The aching hunger of the human heart for the whole wide world! It is a positively fearsome thing. Many illustrations rush to memory, but the most clear and the most classical is that of David Livingstone. What a day that was when, after his long seclusion in the forests of Central Africa, he was at last found by Stanley! Let Stanley himself tell the great story:

‘The doctor asked me to tell him the news. “No, doctor,” said I, “read your home letters first; you must be impatient for them!”
“Ah,” said Livingstone, “I have waited for years for letters. I can wait a few hours longer. No, tell me general news: how’s the world getting on?”
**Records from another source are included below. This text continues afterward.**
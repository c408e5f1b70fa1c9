//! # Looper Accounts
//!
//! A looper is the person whose glucose is being followed. The account store
//! owns them; the timeline only ever reads by id or lists them for widget
//! configuration.
//!
//! ## Stores
//! - `InMemoryLooperStore`: fixed list, used by tests and embedding hosts
//! - `FileLooperStore`: TOML file with `[[loopers]]` tables, re-read on every call
//!   so edits made by the companion app show up on the next cycle

use crate::error::StoreError;
use serde::{Deserialize, Serialize};
use std::fs;
use std::path::PathBuf;

#[derive(Debug, Clone, PartialEq, Eq, Serialize, Deserialize)]
pub struct Looper {
    pub id: String,
    pub name: String,
    /// Base URL of the looper's Nightscout site.
    ///
    /// Carried for `GlucoseDataSource` implementations that talk to the
    /// site; the timeline itself never reads it.
    #[serde(default)]
    pub nightscout_url: String,
    /// Nightscout API secret, for the same data sources
    #[serde(default)]
    pub api_secret: Option<String>,
}

impl Looper {
    pub fn new(id: impl Into<String>, name: impl Into<String>) -> Self {
        Self {
            id: id.into(),
            name: name.into(),
            nightscout_url: String::new(),
            api_secret: None,
        }
    }
}

/// Read access to the looper account store
pub trait LooperStore: Send + Sync {
    fn list_all(&self) -> Result<Vec<Looper>, StoreError>;

    fn lookup(&self, id: &str) -> Result<Option<Looper>, StoreError> {
        Ok(self.list_all()?.into_iter().find(|looper| looper.id == id))
    }
}

#[derive(Debug, Clone, Default)]
pub struct InMemoryLooperStore {
    loopers: Vec<Looper>,
}

impl InMemoryLooperStore {
    pub fn new(loopers: Vec<Looper>) -> Self {
        Self { loopers }
    }
}

impl LooperStore for InMemoryLooperStore {
    fn list_all(&self) -> Result<Vec<Looper>, StoreError> {
        Ok(self.loopers.clone())
    }
}

#[derive(Debug, Default, Serialize, Deserialize)]
struct LooperFile {
    #[serde(default)]
    loopers: Vec<Looper>,
}

#[derive(Debug, Clone)]
pub struct FileLooperStore {
    path: PathBuf,
}

impl FileLooperStore {
    pub fn new(path: impl Into<PathBuf>) -> Self {
        Self { path: path.into() }
    }
}

impl LooperStore for FileLooperStore {
    fn list_all(&self) -> Result<Vec<Looper>, StoreError> {
        let contents = fs::read_to_string(&self.path).map_err(StoreError::Read)?;
        let file: LooperFile = toml::from_str(&contents).map_err(StoreError::Parse)?;
        log::debug!("Loaded {} loopers from {}", file.loopers.len(), self.path.display());
        Ok(file.loopers)
    }
}

#[cfg(test)]
mod tests {
    use super::*;
    use tempfile::tempdir;

    #[test]
    fn test_in_memory_lookup() {
        let store = InMemoryLooperStore::new(vec![
            Looper::new("1", "Alice"),
            Looper::new("2", "Bob"),
        ]);

        assert_eq!(store.lookup("2").unwrap().map(|l| l.name), Some("Bob".to_string()));
        assert_eq!(store.lookup("3").unwrap(), None);
    }

    #[test]
    fn test_file_store_reads_loopers() {
        let dir = tempdir().unwrap();
        let path = dir.path().join("loopers.toml");
        fs::write(
            &path,
            r#"
                [[loopers]]
                id = "kid-1"
                name = "Sam"
                nightscout_url = "https://sam.example.com"
                api_secret = "s3cret"

                [[loopers]]
                id = "kid-2"
                name = "Jo"
            "#,
        )
        .unwrap();

        let store = FileLooperStore::new(&path);
        let loopers = store.list_all().unwrap();
        assert_eq!(loopers.len(), 2);
        assert_eq!(loopers[0].nightscout_url, "https://sam.example.com");
        assert_eq!(loopers[0].api_secret.as_deref(), Some("s3cret"));
        assert_eq!(loopers[1].nightscout_url, "");
        assert_eq!(loopers[1].api_secret, None);
        assert_eq!(store.lookup("kid-2").unwrap().unwrap().name, "Jo");
    }

    #[test]
    fn test_file_store_missing_file_is_error() {
        let dir = tempdir().unwrap();
        let store = FileLooperStore::new(dir.path().join("missing.toml"));
        assert!(matches!(store.list_all(), Err(StoreError::Read(_))));
    }

    #[test]
    fn test_file_store_bad_toml_is_error() {
        let dir = tempdir().unwrap();
        let path = dir.path().join("loopers.toml");
        fs::write(&path, "loopers = 12").unwrap();

        let store = FileLooperStore::new(&path);
        assert!(matches!(store.lookup("x"), Err(StoreError::Parse(_))));
    }
}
And then, buried in that African jungle, the two men sat for hours whilst the one told the other of the completion of the great Pacific railroad, of Grant's election to the Presidency, of the realization of electric cables, of the Franco-German war, of the siege of Paris, of the Cretan rebellion, of the sensational developments in Egypt, of the Spanish revolution which had driven Isabella from the throne, of the assassination of General Prim, and of a hundred other historic transformations. Even as Stanley told the story, Livingstone became a changed man. Fresh tides of vitality rushed into his frame; his appetite strangely returned to him; his haggard face simply shone with the glow of human enthusiasm. “You have brought me new life! You have brought me new life! You have brought me new life,” he repeated again, and again, and again.

What did it all mean? It meant this. The heart of a person cries out for the world, the whole wide world; and it is starved if you confine it to the African forest or the Australian bush.

F W Boreham, Mountains in the Mist (London: Charles H Kelly, 1914), 14-15.